Atendendo ao proposto pela TFD, as entrevistas gravadas em smartphone e, em seguida, transcritas na íntegra em um documento do Microsoft Word, sendo organizadas e categorizadas, à medida que foram sendo realizadas com as participantes. Salienta-se que as transcrições foram executadas por graduandas que receberam capacitação prévia e validadas pelas pesquisadoras responsáveis que estavam presentes nas entrevistas, bem como pelas participantes do estudo. De maneira a facilitar a organização e codificação dos dados, nessa etapa do trabalho, foi utilizada a ferramenta computacional NVIVO 10. Em posse das informações oriundas do primeiro grupo amostral, as pesquisadoras realizaram análise minuciosa, da qual emergiu a hipótese que as direcionou para o segundo grupo amostral, com quem foi realizada a mesma indagação.

Para a análise dos dados, as entrevistas, que tiveram duração média de 50 minutos, foram submetidas às etapas de codificação e análise previstas na TFD, sendo elas codificação aberta, axial e integração. Nessa última etapa, foram formuladas categorias analíticas a partir dos elementos do modelo paradigmático: condições, ações-interações e consequências/resultados, permitindo desvelar o fenômeno “Revelando que o cuidado à mulher para o enfrentamento à violência conjugal atrela-se a ações de identificação e intervenção do agravo condicionadas pelo interesse da gestão nos diferentes níveis”. A validação desse fenômeno foi realizada por três pesquisadoras(es) com expertise no método e, também, por três entrevistadas do estudo.

Neste artigo, será apresentado apenas o componente que diz respeito às condições do fenômeno, encontrado nas narrativas de profissionais que atuam na ESF e fazem referência aos elementos que interferem no cuidado à mulher em situação de violência conjugal. Esses elementos estão representados nas categorias: Entendendo a importância da atuação profissional organizada; Reconhecendo a necessidade de preparo profissional para enfrentamento da violência conjugal; Percebendo a essencialidade do fluxo de atendimento intersetorial.

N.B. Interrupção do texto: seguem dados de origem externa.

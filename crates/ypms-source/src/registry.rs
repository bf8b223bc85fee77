//! A lazily populated `name -> Source` cache, evicted on forced refresh
//! (`spec.md` §9: "treat it as a cache-with-key, not a singleton").

use std::collections::HashMap;

use ypms_cache::MetadataCache;
use ypms_core::Result;

use crate::source::Source;

/// Caches constructed [`Source`]s by name so repeated operations against the
/// same source don't re-fetch its repo descriptor.
#[derive(Debug, Default)]
pub struct SourceRegistry {
    sources: HashMap<String, Source>,
}

impl SourceRegistry {
    #[must_use]
    pub fn new() -> Self {
        Self::default()
    }

    /// Get or construct the `Source` for `name`/`config_url`. `force_refresh`
    /// evicts any cached entry before reconstruction, so the repo descriptor
    /// is re-fetched.
    pub async fn get_or_init(
        &mut self,
        name: &str,
        config_url: &str,
        cache: &MetadataCache,
        force_refresh: bool,
    ) -> Result<&Source> {
        if force_refresh {
            self.sources.remove(name);
        }
        if !self.sources.contains_key(name) {
            let source = Source::new(name, config_url, cache.clone(), force_refresh).await?;
            self.sources.insert(name.to_string(), source);
        }
        Ok(self.sources.get(name).expect("just inserted"))
    }

    /// Drop every cached source, e.g. after a `refresh_sources` operation.
    pub fn clear(&mut self) {
        self.sources.clear();
    }
}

No que se refere aos aspectos éticos, salienta-se que o presente estudo possui aprovação do Comitê de Ética em Pesquisa (CAAE: 88960217.6.0000.5531/Número do Parecer: 2.639.224/2018). Para além, no momento que precedeu a coleta, foi lido, individualmente, o Termo de Consentimento Livre e Esclarecido e obtida a anuência das participantes através da assinatura desse documento. Nele constam objetivo, riscos e benefícios da participação na investigação. Somado a isso, a partir dele é assegurado às colaboradoras o sigilo e anonimato, estando esse último relacionado à substituição dos seus nomes por um código que segue o exemplo: “E1, G1”, sendo o numeral que sucede a letra “E” referente à ordem da entrevista e aquele acrescido ao “G”, ao grupo amostral que o participante integra.

RESULTADOS

Participaram do estudo 31 profissionais de saúde que atuam nas USF’s e no NASF da ESF, sendo duas assistentes sociais, três psicólogas, quatro dentistas, cinco médicas e 17 enfermeiras. A faixa etária ficou entre 28 a 65 anos, enquanto que o tempo de atuação desses profissionais na ESF varia entre um e 26 anos. Quanto a capacitação profissional, 25 deles têm pós-graduação lato sensu sendo a maior concentração na área de saúde pública (n = 10) e saúde da família (n = 4).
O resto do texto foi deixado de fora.